Important to note here is that the tokenizer exceptions strongly depend on the specifics of the individual language, so one must always load the correct subclass model to maximize performance.


We can also easily make our own special cases


In [None]:
from spacy.symbols import ORTH

doc = nlp("gimme that")
print([token.text for token in doc])

In [None]:
# Create the special case rule
special_case = [{ORTH: "gim"}, {ORTH: "me"}]
nlp.tokenizer.add_special_case("gimme", special_case)

print([token.text for token in nlp("gimme that")])

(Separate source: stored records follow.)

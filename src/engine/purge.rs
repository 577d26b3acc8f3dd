//! engine::purge
//!
//! Retention pruning of historical entries.
//!
//! Version entries are pruned to `retain_versions`. State entries are
//! pruned only when `retain_states` is set; the default keeps every diff
//! ever written, matching the legacy engine's behavior.

use std::fs;
use std::io;
use std::path::{Path, PathBuf};

use tracing::{debug, info};

use super::EngineError;
use crate::core::config::AssetConfig;
use crate::core::paths::AssetPaths;

/// List entry files in `dir`, newest-first.
///
/// Entries are sorted by file stem, not full file name: stems are
/// timestamps whose lexicographic order is chronological, while the
/// `.txt` extension would make a serial-suffixed stem (`...-001`)
/// compare below its bare same-second sibling (`-` sorts before `.`).
/// A missing directory reads as empty.
pub(crate) fn list_entries(dir: &Path) -> io::Result<Vec<PathBuf>> {
    let read = match fs::read_dir(dir) {
        Ok(read) => read,
        Err(e) if e.kind() == io::ErrorKind::NotFound => return Ok(Vec::new()),
        Err(e) => return Err(e),
    };

    let mut entries = Vec::new();
    for entry in read {
        let entry = entry?;
        if entry.file_type()?.is_file() {
            entries.push(entry.path());
        }
    }
    entries.sort_by(|a, b| b.file_stem().cmp(&a.file_stem()));
    Ok(entries)
}

/// Prune version entries (and, when configured, state entries) beyond
/// the retention limits.
pub(crate) fn purge(paths: &AssetPaths, config: &AssetConfig) -> Result<(), EngineError> {
    prune_dir(&paths.version_dir(), config.retain_versions, config.verbose)?;
    if let Some(retain) = config.retain_states {
        prune_dir(&paths.state_dir(), retain, config.verbose)?;
    }
    Ok(())
}

fn prune_dir(dir: &Path, retain: usize, verbose: bool) -> Result<(), EngineError> {
    let entries = list_entries(dir).map_err(|source| EngineError::List {
        dir: dir.to_path_buf(),
        source,
    })?;

    for path in entries.iter().skip(retain) {
        if verbose {
            info!("unlinking {}", path.display());
        } else {
            debug!("unlinking {}", path.display());
        }
        fs::remove_file(path).map_err(|source| EngineError::Unlink {
            path: path.clone(),
            source,
        })?;
    }
    Ok(())
}

#[cfg(test)]
mod tests {
    use super::*;
    use crate::core::types::AssetName;
    use tempfile::TempDir;

    fn setup(dir: &TempDir) -> AssetPaths {
        let paths = AssetPaths::new(dir.path().to_path_buf(), AssetName::new("asset").unwrap());
        paths.ensure_layout(&AssetConfig::default()).unwrap();
        paths
    }

    fn seed(dir: &Path, names: &[&str]) {
        for name in names {
            fs::write(dir.join(format!("{name}.txt")), name).unwrap();
        }
    }

    #[test]
    fn entries_are_listed_newest_first() {
        let dir = TempDir::new().unwrap();
        let paths = setup(&dir);
        seed(
            &paths.version_dir(),
            &["20260825-101530", "20260825-101532", "20260825-101531"],
        );

        let listed = list_entries(&paths.version_dir()).unwrap();
        let names: Vec<_> = listed
            .iter()
            .map(|p| p.file_name().unwrap().to_str().unwrap().to_string())
            .collect();
        assert_eq!(
            names,
            vec![
                "20260825-101532.txt",
                "20260825-101531.txt",
                "20260825-101530.txt"
            ]
        );
    }

    #[test]
    fn serial_suffixed_entries_sort_after_their_second() {
        let dir = TempDir::new().unwrap();
        let paths = setup(&dir);
        seed(
            &paths.version_dir(),
            &["20260825-101530", "20260825-101530-001", "20260825-101529"],
        );

        let listed = list_entries(&paths.version_dir()).unwrap();
        let names: Vec<_> = listed
            .iter()
            .map(|p| p.file_name().unwrap().to_str().unwrap().to_string())
            .collect();
        assert_eq!(
            names,
            vec![
                "20260825-101530-001.txt",
                "20260825-101530.txt",
                "20260825-101529.txt"
            ]
        );
    }

    #[test]
    fn missing_directory_lists_empty() {
        let dir = TempDir::new().unwrap();
        assert!(list_entries(&dir.path().join("nope")).unwrap().is_empty());
    }

    #[test]
    fn purge_keeps_newest_versions_only() {
        let dir = TempDir::new().unwrap();
        let paths = setup(&dir);
        seed(
            &paths.version_dir(),
            &["20260825-101530", "20260825-101531", "20260825-101532"],
        );
        seed(&paths.state_dir(), &["20260825-101530", "20260825-101531"]);

        let config = AssetConfig {
            retain_versions: 2,
            ..AssetConfig::default()
        };
        purge(&paths, &config).unwrap();

        let kept = list_entries(&paths.version_dir()).unwrap();
        assert_eq!(kept.len(), 2);
        assert!(paths.version_dir().join("20260825-101532.txt").exists());
        assert!(paths.version_dir().join("20260825-101531.txt").exists());
        assert!(!paths.version_dir().join("20260825-101530.txt").exists());

        // Diffs untouched by default.
        assert_eq!(list_entries(&paths.state_dir()).unwrap().len(), 2);
    }

    #[test]
    fn state_retention_prunes_diffs_when_set() {
        let dir = TempDir::new().unwrap();
        let paths = setup(&dir);
        seed(
            &paths.state_dir(),
            &["20260825-101530", "20260825-101531", "20260825-101532"],
        );

        let config = AssetConfig {
            retain_states: Some(1),
            ..AssetConfig::default()
        };
        purge(&paths, &config).unwrap();

        let kept = list_entries(&paths.state_dir()).unwrap();
        assert_eq!(kept.len(), 1);
        assert!(paths.state_dir().join("20260825-101532.txt").exists());
    }
}
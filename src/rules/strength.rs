//! Categorical strength labels and their numeric keys.

pub const LOW_KEY: i32 = 0;
pub const HIGH_KEY: i32 = 1;

/// Map a strength label to its numeric key.
///
/// Labels are matched case-sensitively. Anything other than `HIGH`,
/// including unknown and empty labels, maps to the `LOW` key.
pub fn strength_key(label: &str) -> i32 {
    match label {
        "LOW" => LOW_KEY,
        "HIGH" => HIGH_KEY,
        _ => LOW_KEY,
    }
}
//! Error types shared across the crate.
//!
//! Per-signal failures never appear here: they collapse into a
//! [`JunkReason`](crate::models::JunkReason) inside the engine.

use std::path::PathBuf;

/// Failure to source a rule set or signal batch.
#[derive(Debug, thiserror::Error)]
pub enum LoadError {
    #[error("failed to read {path}: {source}")]
    Read {
        path: PathBuf,
        #[source]
        source: std::io::Error,
    },

    #[error("invalid JSON in {origin}: {source}")]
    Json {
        origin: String,
        #[source]
        source: serde_json::Error,
    },
}

/// A comparison expression that cannot be evaluated.
#[derive(Debug, Clone, PartialEq, Eq, thiserror::Error)]
pub enum ExpressionError {
    #[error("expression has no comparison operator: {0:?}")]
    MissingOperator(String),

    #[error("unsupported comparison operator {0:?}")]
    UnsupportedOperator(String),

    #[error("operand {0:?} is not numeric")]
    NonNumericOperand(String),

    #[error("malformed expression {0:?}")]
    Malformed(String),
}

#[derive(Debug, Clone, PartialEq, Eq, thiserror::Error)]
pub enum ConfigError {
    #[error("PORT must be a valid port number, got {0:?}")]
    InvalidPort(String),
}
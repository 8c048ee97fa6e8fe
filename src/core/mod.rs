//! Service plumbing around the evaluation engine.

pub mod http;

pub use http::*;
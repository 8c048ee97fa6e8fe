//! Rule resolution and signal comparison.

pub mod datetime;
pub mod evaluator;
pub mod expression;
pub mod operator;
pub mod resolver;
pub mod strength;
pub mod value_kind;

pub use evaluator::SignalEvaluator;
pub use expression::{evaluate_expression, Expression};
pub use operator::{map_operator, Operator};
pub use resolver::resolve;
pub use strength::strength_key;
pub use value_kind::ValueKind;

## 2. Now, we will apply the knowledge from the previous lectures


First we need to download a dataset, this one "only" has 3.000.000 entries (the original had ~30M rows resulting in a total size of 20 GiB; If any of you has enough RAM - and the patience - to work with the full dataset, see [here](https://ir-datasets.com/car.html#car/v1.5))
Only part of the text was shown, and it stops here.